KJ Rothman, JEJ Gallacher, EE Hatch, Why representativeness should be avoided. International Journal of Epidemiology. 2013; 42(4):1012–14, https://doi.org/10.1093/ije/dys223
It begins with this quote
The essence of knowledge is generalisation. That rubbing wood in a certain way can produce fire is a knowledge derived by generalisation from individual experiences; the statement means that rubbing wood in this way will always produce fire. The art of discovery is therefore the art of correct generalisation. What is irrelevant, such as the particular shape or size of the piece of wood used, is to be excluded from the generalisation; what is relevant, for example, the dryness of the wood, is to be included in it. The meaning of the term relevant can thus be defined: that is relevant which must be mentioned for the generalisation to be valid. The separation of relevant from irrelevant factors is the beginning of knowledge.
– Hans Reichenbach (Reichenbach, H. The Rise of Scientific Philosophy, 1951, vol. 5, Bognor Regis, UK, University of California Press, pp. 5)
I have a side hustle carving wooden spoons, my big sister is a farmer and my little brother is a carpenter, so I have an obsession with trees and wood.
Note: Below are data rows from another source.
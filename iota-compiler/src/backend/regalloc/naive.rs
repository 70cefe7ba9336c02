//! The naive circular allocator: assigns temporaries to virtual registers
//! in first-come order and, once all twelve are taken, evicts the oldest
//! allocation round-robin, spilling both the evicted register and the new
//! one to stack slots.

use super::{rotate_aliased_reads, RegisterAllocator};
use crate::backend::cfg::Cfg;
use crate::backend::regs::{reg_name, FIRST_VIRTUAL, MAX_TEMPS};
use log::debug;
use std::collections::VecDeque;

pub struct NaiveAllocator;

impl RegisterAllocator for NaiveAllocator {
    fn run(&mut self, cfg: &mut Cfg) {
        let mut next_temp: u32 = 0;
        let mut spill_offset: i32 = 0;
        // Already-allocated virtual registers, oldest first.
        let mut allocated: VecDeque<u32> = VecDeque::new();

        for bid in cfg.block_ids() {
            for i in 0..cfg.blocks[bid].lir.len() {
                let write = cfg.blocks[bid].lir[i]
                    .write
                    .filter(|&w| w >= FIRST_VIRTUAL);
                if let Some(w) = write {
                    let unassigned = cfg.registers[w as usize]
                        .as_virtual()
                        .is_some_and(|v| v.preg.is_none());
                    if unassigned {
                        let preg = if next_temp < MAX_TEMPS {
                            let p = next_temp;
                            next_temp += 1;
                            p
                        } else {
                            // Evict the oldest allocation and share its
                            // temporary; both values live in spill slots now.
                            let victim = allocated
                                .pop_front()
                                .expect("no allocations to evict");
                            let victim_reg = cfg.registers[victim as usize]
                                .as_virtual_mut()
                                .expect("victim is not virtual");
                            if !victim_reg.spill {
                                victim_reg.spill = true;
                                victim_reg.offset = spill_offset;
                                spill_offset += 1;
                            }
                            let p = victim_reg.preg.expect("victim was never assigned");
                            let vreg = cfg.registers[w as usize]
                                .as_virtual_mut()
                                .expect("write is not virtual");
                            vreg.spill = true;
                            vreg.offset = spill_offset;
                            spill_offset += 1;
                            debug!("evicting v{victim}; v{w} shares {}", reg_name(p));
                            p
                        };
                        if let Some(v) = cfg.registers[w as usize].as_virtual_mut() {
                            v.preg = Some(preg);
                        }
                        if !cfg.p_registers.contains(&preg) {
                            cfg.p_registers.push(preg);
                        }
                        allocated.push_back(w);
                    }
                }

                rotate_aliased_reads(cfg, bid, i);
            }
        }
    }
}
I can claim to know a fair bit more about it than ol’ Reichenbach. My gripe is that things he lists as irrelevant are actually relevant. It’s not just about having dry wood. Matches are long and thin not spherical. They are almost always made from aspen or poplar due to their low burn temperatures, which means they ignite easily (try switching that for beech). Similarly, if you tried to make fire using friction on alder, you might be there for a while; dry wood is not sufficient. So those ‘generalisations’ he lists actually wouldn’t produce fire and are actually a good cautionary tale! He’s probably too dead to defend himself.
Hernán MA, Robins JM (2020). Causal Inference: What If. Boca Raton: Chapman & Hall/CRC.
Ok, individually-randomised trials. Some cluster-randomised trials do because adding more patients within a cluster sometimes adds very little statistical information.